Под Киевом Корчак работал тем, кем умел и хотел — педагогом. Правда, на этот раз работа требовала немыслимого, почти нечеловеческого напряжения.
Корчаку поручили четыре (!!!) интерната для детей, у которых война отняла дом и родителей. Четыре сиротских дома в стране, изнывающий от голода и холода.
Стефания Вильчинская в Варшаве, Януш Корчак под Киевом делали, в сущности, одно и то же: старались помочь детям, по чьим судьбам жестоко прокатилась война.
Корчак писал, что его рабочий день продолжался 16 часов. В полной темноте, всегда голодный, он два раза обходил четыре дома, чтобы оказать детям ту медицинскую помощь, какую мог. Да и чтобы просто поддержать их, поговорить, рассказать сказку, если у него находились силы говорить, а у детей — слушать.
Из еды ничего, кроме сушенной рыбы, невозможно было отыскать.
Не хватало дров.
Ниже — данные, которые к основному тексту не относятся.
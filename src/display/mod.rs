use owo_colors::OwoColorize;
use tabled::builder::Builder;
use tabled::settings::Style;
use tabled::{Table, Tabled};

use crate::controller::{DisplayMode, ListViewModel};
use crate::item::{DisplayItem, NOT_AVAILABLE};
use crate::options::FilterOptionSet;
use crate::query::{ErrorInfo, ErrorKind, QueryKind};
use crate::resource::ResourceSpec;

/// Cells longer than this are cut with an ellipsis.
const MAX_CELL_WIDTH: usize = 40;

/// A row in the `resources` table
#[derive(Tabled)]
pub struct ResourceRow {
    #[tabled(rename = "Resource")]
    pub name: String,
    #[tabled(rename = "Identity")]
    pub id_field: String,
    #[tabled(rename = "Search fields")]
    pub search_fields: String,
    #[tabled(rename = "Context")]
    pub context_keys: String,
    #[tabled(rename = "Debounce")]
    pub debounce: String,
}

impl ResourceRow {
    pub fn new(spec: &ResourceSpec, debounce_ms: u64) -> Self {
        Self {
            name: spec.name.clone(),
            id_field: spec.id_field.clone(),
            search_fields: join_or_dash(&spec.search_fields),
            context_keys: join_or_dash(&spec.context_keys),
            debounce: format!("{debounce_ms}ms"),
        }
    }
}

fn join_or_dash(values: &[String]) -> String {
    if values.is_empty() {
        "-".to_string()
    } else {
        values.join(", ")
    }
}

pub fn format_resource_table(rows: Vec<ResourceRow>) -> String {
    let mut table = Table::new(rows);
    table.with(Style::rounded());
    table.to_string()
}

/// Columns shown for a resource: the identity field first, then the display
/// fields in order.
pub fn table_columns(spec: &ResourceSpec) -> Vec<&str> {
    let mut columns = vec![spec.id_field.as_str()];
    for field in &spec.display_fields {
        if !columns.contains(&field.as_str()) {
            columns.push(field);
        }
    }
    columns
}

pub fn truncate_cell(value: &str) -> String {
    if value.chars().count() <= MAX_CELL_WIDTH {
        return value.to_string();
    }
    let cut: String = value.chars().take(MAX_CELL_WIDTH - 1).collect();
    format!("{cut}…")
}

pub fn format_items_table(items: &[DisplayItem], spec: &ResourceSpec) -> String {
    let columns = table_columns(spec);

    let mut builder = Builder::default();
    builder.push_record(columns.iter().map(|c| c.to_string()));
    for item in items {
        builder.push_record(columns.iter().map(|c| truncate_cell(item.get(c))));
    }

    let mut table = builder.build();
    table.with(Style::rounded());
    table.to_string()
}

/// Render one list view: status line, table (or empty notice) and footer.
pub fn format_list_view(view: &ListViewModel, spec: &ResourceSpec) -> String {
    let mut out = String::new();

    if let Some(error) = &view.error {
        out.push_str(&format_error(error, view.error_source));
        out.push('\n');
    }

    if view.is_initial_load {
        out.push_str(&format!("{}\n", "Loading...".dimmed()));
        return out;
    }

    if view.display_items.is_empty() {
        let notice = match view.mode {
            DisplayMode::Search => format!("No {} match \"{}\"", spec.name, view.search_input),
            DisplayMode::Page => format!("No {} found", spec.name),
        };
        out.push_str(&format!("{}\n", notice.dimmed()));
    } else {
        out.push_str(&format_items_table(&view.display_items, spec));
        out.push('\n');
    }

    out.push_str(&format_footer(view));
    out
}

pub fn format_footer(view: &ListViewModel) -> String {
    let mut out = String::new();
    match view.mode {
        DisplayMode::Page => {
            let pagination = &view.pagination;
            let total = pagination.total_pages.max(1);
            out.push_str(&format!(
                "{}",
                format!("Page {} of {}", pagination.page, total).dimmed()
            ));
            if pagination.has_next() {
                out.push_str(&format!(" {}", format!("(--page {})", pagination.page + 1).dimmed()));
            }
        }
        DisplayMode::Search => {
            out.push_str(&format!(
                "{} {}",
                format!("{} matches for", view.display_items.len()).dimmed(),
                view.search_input.cyan()
            ));
        }
    }
    out.push('\n');

    if !view.failed_search_pages.is_empty() {
        let pages: Vec<String> = view.failed_search_pages.iter().map(u32::to_string).collect();
        out.push_str(&format!(
            "{} {}\n",
            "Warning:".yellow(),
            format!("pages {} could not be searched", pages.join(", ")).dimmed()
        ));
    }

    if !view.applied_filters.is_empty() {
        let active: Vec<String> = view
            .applied_filters
            .iter()
            .map(|(k, v)| format!("{k}={v}"))
            .collect();
        out.push_str(&format!("{} {}\n", "Filters:".dimmed(), active.join(" ")));
    }
    out
}

pub fn format_error(error: &ErrorInfo, source: Option<QueryKind>) -> String {
    let label = match error.kind {
        ErrorKind::AuthExpired => "Session expired:",
        _ => "Error:",
    };
    match source {
        Some(kind) => format!("{} {} ({kind})", label.red().bold(), error.message),
        None => format!("{} {}", label.red().bold(), error.message),
    }
}

pub fn format_filter_options(options: &FilterOptionSet) -> String {
    if options.is_empty() {
        return format!("{}\n", "No filter options available".dimmed());
    }

    let mut out = String::new();
    if !options.categories.is_empty() {
        out.push_str(&format!("{}\n", "Categories:".cyan().bold()));
        for category in &options.categories {
            out.push_str(&format!("  {category}\n"));
        }
    }
    if !options.cities.is_empty() {
        out.push_str(&format!("{}\n", "Cities:".cyan().bold()));
        for city in &options.cities {
            let postcodes = options.postcodes_for(city);
            if postcodes.is_empty() {
                out.push_str(&format!("  {city}\n"));
            } else {
                out.push_str(&format!("  {} {}\n", city, postcodes.join(", ").dimmed()));
            }
        }
    }
    out
}

/// One-line summary of a created or updated record.
pub fn format_record_summary(action: &str, record: &serde_json::Map<String, serde_json::Value>) -> String {
    let id = record
        .get("id")
        .map(crate::item::sanitize)
        .unwrap_or_else(|| NOT_AVAILABLE.to_string());
    format!("{} {}", action.green(), id.cyan())
}
use thiserror::Error;

#[derive(Error, Debug)]
pub enum LeadboardError {
    // Backend errors
    #[error("network error: {0}")]
    Network(String),

    #[error("HTTP {status}: {message}")]
    HttpStatus { status: u16, message: String },

    #[error("unexpected response format: {0}")]
    Format(String),

    #[error("authentication expired (HTTP {status}), log in again")]
    AuthExpired { status: u16 },

    // Local errors
    #[error("unknown resource '{0}'")]
    UnknownResource(String),

    #[error("invalid query: {0}")]
    InvalidQuery(String),

    #[error("invalid record: {0}")]
    InvalidRecord(String),

    #[error("configuration error: {0}")]
    Config(String),

    #[error("IO error: {0}")]
    Io(#[from] std::io::Error),

    #[error("YAML parse error: {0}")]
    YamlParse(#[from] serde_yaml_ng::Error),

    #[error("JSON error: {0}")]
    Json(#[from] serde_json::Error),

    #[error("invalid URL: {0}")]
    Url(#[from] url::ParseError),

    #[error("{0}")]
    Other(String),
}

impl LeadboardError {
    /// Whether this error should clear the stored credential.
    pub fn is_auth_expired(&self) -> bool {
        matches!(self, LeadboardError::AuthExpired { .. })
    }
}

impl From<reqwest::Error> for LeadboardError {
    fn from(err: reqwest::Error) -> Self {
        if err.is_decode() {
            return LeadboardError::Format(err.to_string());
        }
        if let Some(status) = err.status() {
            return LeadboardError::HttpStatus {
                status: status.as_u16(),
                message: err.to_string(),
            };
        }
        LeadboardError::Network(err.to_string())
    }
}

pub type Result<T> = std::result::Result<T, LeadboardError>;
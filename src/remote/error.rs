//! Classification of backend failures.
//!
//! Converts HTTP status codes and error bodies into `LeadboardError`s so the
//! rest of the crate only sees the four backend kinds: network, HTTP status,
//! format and expired authentication.

use std::fmt;

use reqwest::StatusCode;
use serde_json::Value;

use crate::error::LeadboardError;

/// A non-success HTTP response, before classification.
#[derive(Debug)]
pub struct ApiError {
    pub status: StatusCode,
    /// Human-readable message extracted from the response body
    pub message: String,
}

impl ApiError {
    pub fn new(status: StatusCode, message: impl Into<String>) -> Self {
        Self {
            status,
            message: message.into(),
        }
    }

    /// Build from a response body, preferring the backend's own message.
    pub fn from_body(status: StatusCode, body: &str) -> Self {
        let message = extract_message(body).unwrap_or_else(|| {
            status
                .canonical_reason()
                .unwrap_or("request failed")
                .to_string()
        });
        Self::new(status, message)
    }

    /// 401 and 403 mean the stored credential is no longer accepted.
    pub fn is_auth_failure(&self) -> bool {
        is_auth_status(self.status)
    }

    pub fn to_leadboard_error(&self) -> LeadboardError {
        if self.is_auth_failure() {
            return LeadboardError::AuthExpired {
                status: self.status.as_u16(),
            };
        }
        LeadboardError::HttpStatus {
            status: self.status.as_u16(),
            message: self.message.clone(),
        }
    }
}

impl fmt::Display for ApiError {
    fn fmt(&self, f: &mut fmt::Formatter<'_>) -> fmt::Result {
        write!(f, "HTTP {}: {}", self.status.as_u16(), self.message)
    }
}

impl From<ApiError> for LeadboardError {
    fn from(error: ApiError) -> Self {
        error.to_leadboard_error()
    }
}

pub fn is_auth_status(status: StatusCode) -> bool {
    status == StatusCode::UNAUTHORIZED || status == StatusCode::FORBIDDEN
}

/// Pull `detail`, `message` or `error` out of a JSON error body.
fn extract_message(body: &str) -> Option<String> {
    let trimmed = body.trim();
    if trimmed.is_empty() {
        return None;
    }

    match serde_json::from_str::<Value>(trimmed) {
        Ok(Value::Object(map)) => ["detail", "message", "error"]
            .iter()
            .find_map(|k| map.get(*k).and_then(Value::as_str))
            .map(str::to_string),
        Ok(_) => None,
        // Plain-text bodies are shown as-is, truncated
        Err(_) => Some(trimmed.chars().take(200).collect()),
    }
}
Дети и Корчак воровали их в лесу. Занятие опасное. Если замечал лесник — без предупреждения стрелял дробью. Но без этих «елок-палок» воспитанники интернатов вовсе бы замерзли.
«Еще буржуазный лесник в уже коммунистическом лесу, — пишет Корчак. — А потом следует признание. — Я тайком купил буханку хлеба и ел его ночью в темноте, как вор. Я прятался и скрывался.
Мне стыдно было честно сказать:
— Я не смогу — голод мой не может перешагнуть определенной границы. Мне нужны силы»[124].
И силы откуда-то находились — силы помогать детям.
Как можешь. Как умеешь. Но все свои силы — им, беспомощным и маленьким.
Так было у Корчака всю жизнь, до последнего часа: копить силы, чтобы отдать их детям…
В одном из интернатов Корчак встретил одиннадцатилетнего мальчика по имени Стефан.
Условия, в которых жил Стефан, как и другие дети, были ужасны. У нашего героя возникла мысль взять мальчишку себе, однако возникли сомнения.
Почему?
Корчак никогда индивидуально ни с кем не занимался. Воспитанников должно быть «сто плюс» — такое количество для него в самый раз.
Это не случайность, не веление обстоятельств, но — четкая позиция: если можешь помочь многим, не трать себя на одного. Тем более если твердо решил: никогда не заводить детей.
Однако, подумав, Корчак счел необходимым в данном случае сосредоточиться на одном ребенке. Чему, как человек пишущий нашел, разумеется, объяснение.